Although 69 percent believe only doctors with hospital admitting privileges should be allowed to perform abortions, Democrats oppose this restriction. So they need to explain why (that it’s part of an effort to cut access to abortions under the pretense of protecting women’s health, but isn’t based on a physician’s skill level, nor does it provide safety and health benefits, and patients of non-admitting doctors would nevertheless have access to hospitals if needed).

Sixty-six percent of Americans support requiring women to meet with a healthcare provider 24 hours before getting an abortion, and 57 percent prefer requiring women to see ultrasounds before deciding to get an abortion.

Ninety-four percent of Democrats, 79 percent of independents and 59 percent of Republicans believe a woman’s decision should be made with their doctors, while 20 percent believe the government should dictate when abortions should be available.

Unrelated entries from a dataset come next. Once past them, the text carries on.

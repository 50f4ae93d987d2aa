//! Anchor-style money market.
//!
//! Loans are taken against bAsset collateral through the market contract;
//! the borrow limit comes from the overseer. Savings are held as the
//! interest-bearing deposit token (aUST) whose stable value follows the
//! market's exchange rate.
//!
//! Borrowers also accrue a reward token. It is claimed from the market,
//! sold at its stable pair or staked in governance.

use async_trait::async_trait;
use rust_decimal::Decimal;
use serde::Deserialize;
use serde_json::{json, Value};
use std::sync::Arc;
use tracing::debug;

use super::{cw20_send, MoneyMarketClient};
use crate::client::ChainClient;
use crate::error::{ChainError, ChainResult};
use crate::types::{from_micro, parse_decimal, to_micro_string, AssetInfo, Coin, Message};

/// Contract addresses of one market deployment.
#[derive(Debug, Clone)]
pub struct AnchorContracts {
    pub market: String,
    pub overseer: String,
    /// Deposit token (aUST) contract
    pub deposit_token: String,
    /// Native denom of the stable the market lends
    pub stable_denom: String,
    /// Borrower reward token (ANC) contract
    pub reward_token: String,
    /// Reward token/stable AMM pair
    pub reward_pair: String,
    /// Governance contract reward tokens are staked in
    pub gov: String,
}

#[derive(Debug, Deserialize)]
struct RawReserve {
    info: AssetInfo,
    amount: String,
}

#[derive(Debug, Deserialize)]
struct RawPool {
    assets: Vec<RawReserve>,
}

/// Anchor money market bound to one wallet.
#[derive(Debug)]
pub struct AnchorMarket {
    contracts: AnchorContracts,
    chain: Arc<dyn ChainClient>,
}

impl AnchorMarket {
    pub fn new(chain: Arc<dyn ChainClient>, contracts: AnchorContracts) -> Self {
        Self { contracts, chain }
    }

    pub fn contracts(&self) -> &AnchorContracts {
        &self.contracts
    }

    fn sender(&self) -> &str {
        self.chain.address()
    }

    fn field(value: &Value, name: &str, context: &str) -> ChainResult<Decimal> {
        parse_decimal(&value[name])
            .ok_or_else(|| ChainError::decode(context, format!("missing {name}")))
    }
}

#[async_trait]
impl MoneyMarketClient for AnchorMarket {
    async fn get_borrowed_value(&self, account: &str) -> ChainResult<Decimal> {
        let query = json!({ "borrower_info": { "borrower": account } });
        let info = self.chain.query_contract(&self.contracts.market, &query).await?;
        let loan = Self::field(&info, "loan_amount", "borrower_info")?;
        Ok(from_micro(loan))
    }

    async fn get_borrow_limit(&self, account: &str) -> ChainResult<Decimal> {
        let query = json!({ "borrow_limit": { "borrower": account } });
        let info = self.chain.query_contract(&self.contracts.overseer, &query).await?;
        let limit = Self::field(&info, "borrow_limit", "borrow_limit")?;
        Ok(from_micro(limit))
    }

    async fn get_deposit(&self, account: &str) -> ChainResult<Decimal> {
        let query = json!({ "balance": { "address": account } });
        let (balance, rate) = futures::try_join!(
            self.chain.query_contract(&self.contracts.deposit_token, &query),
            self.get_exchange_rate(),
        )?;
        let tokens = from_micro(Self::field(&balance, "balance", "deposit token balance")?);

        debug!(deposit_tokens = %tokens, exchange_rate = %rate, "Savings deposit read");
        Ok(tokens * rate)
    }

    async fn get_exchange_rate(&self) -> ChainResult<Decimal> {
        let query = json!({ "epoch_state": {} });
        let state = self.chain.query_contract(&self.contracts.market, &query).await?;
        Self::field(&state, "exchange_rate", "epoch_state")
    }

    fn deposit_token(&self) -> &str {
        &self.contracts.deposit_token
    }

    fn borrow(&self, amount: Decimal) -> Message {
        Message::execute(
            self.sender(),
            &self.contracts.market,
            json!({ "borrow_stable": { "borrow_amount": to_micro_string(amount) } }),
        )
    }

    fn repay(&self, amount: Decimal) -> Message {
        Message::execute(self.sender(), &self.contracts.market, json!({ "repay_stable": {} }))
            .with_coins(vec![Coin::from_whole(&self.contracts.stable_denom, amount)])
    }

    fn deposit_stable(&self, amount: Decimal) -> Message {
        Message::execute(self.sender(), &self.contracts.market, json!({ "deposit_stable": {} }))
            .with_coins(vec![Coin::from_whole(&self.contracts.stable_denom, amount)])
    }

    fn withdraw_stable(&self, deposit_tokens: Decimal) -> Message {
        cw20_send(
            self.sender(),
            &self.contracts.deposit_token,
            &self.contracts.market,
            deposit_tokens,
            &json!({ "redeem_stable": {} }),
        )
    }

    async fn get_pending_rewards(&self, account: &str) -> ChainResult<Decimal> {
        let query = json!({ "borrower_info": { "borrower": account } });
        let info = self.chain.query_contract(&self.contracts.market, &query).await?;
        let pending = Self::field(&info, "pending_rewards", "borrower_info")?;
        Ok(from_micro(pending))
    }

    async fn get_reward_price(&self) -> ChainResult<Decimal> {
        let value = self
            .chain
            .query_contract(&self.contracts.reward_pair, &json!({ "pool": {} }))
            .await?;
        let pool: RawPool = serde_json::from_value(value)
            .map_err(|e| ChainError::decode("reward pool", e.to_string()))?;

        let mut stable = None;
        let mut reward = None;
        for reserve in &pool.assets {
            let amount: Decimal = reserve.amount.parse().map_err(|_| {
                ChainError::decode("reward pool", format!("bad amount {}", reserve.amount))
            })?;
            match &reserve.info {
                AssetInfo::NativeToken { denom } if *denom == self.contracts.stable_denom => {
                    stable = Some(amount)
                }
                AssetInfo::Token { contract_addr } if *contract_addr == self.contracts.reward_token => {
                    reward = Some(amount)
                }
                _ => {}
            }
        }

        match (stable, reward) {
            (Some(stable), Some(reward)) if !reward.is_zero() => Ok(stable / reward),
            _ => Err(ChainError::decode(
                &self.contracts.reward_pair,
                "pool is not a reward/stable pair",
            )),
        }
    }

    fn reward_token(&self) -> &str {
        &self.contracts.reward_token
    }

    fn claim_rewards(&self) -> Message {
        Message::execute(self.sender(), &self.contracts.market, json!({ "claim_rewards": {} }))
    }

    fn sell_rewards(&self, amount: Decimal) -> Message {
        cw20_send(
            self.sender(),
            &self.contracts.reward_token,
            &self.contracts.reward_pair,
            amount,
            &json!({ "swap": {} }),
        )
    }

    fn stake_rewards(&self, amount: Decimal) -> Message {
        cw20_send(
            self.sender(),
            &self.contracts.reward_token,
            &self.contracts.gov,
            amount,
            &json!({ "stake_voting_tokens": {} }),
        )
    }
}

Although 49 percent of Americans originally supported laws forbidding abortions once a fetal heartbeat is detected, that fell to 38 percent when they learned that a heartbeat could occur in the first six weeks of pregnancy.

Voter sentiment varies regarding the legality of abortions where the woman’s life is endangered and in cases of rape and incest and where the fetus is either not expected to survive or to have serious birth defects.

Americans are also split on whether employers with religious or moral objections to abortion should be forced to cover them in their medical plans.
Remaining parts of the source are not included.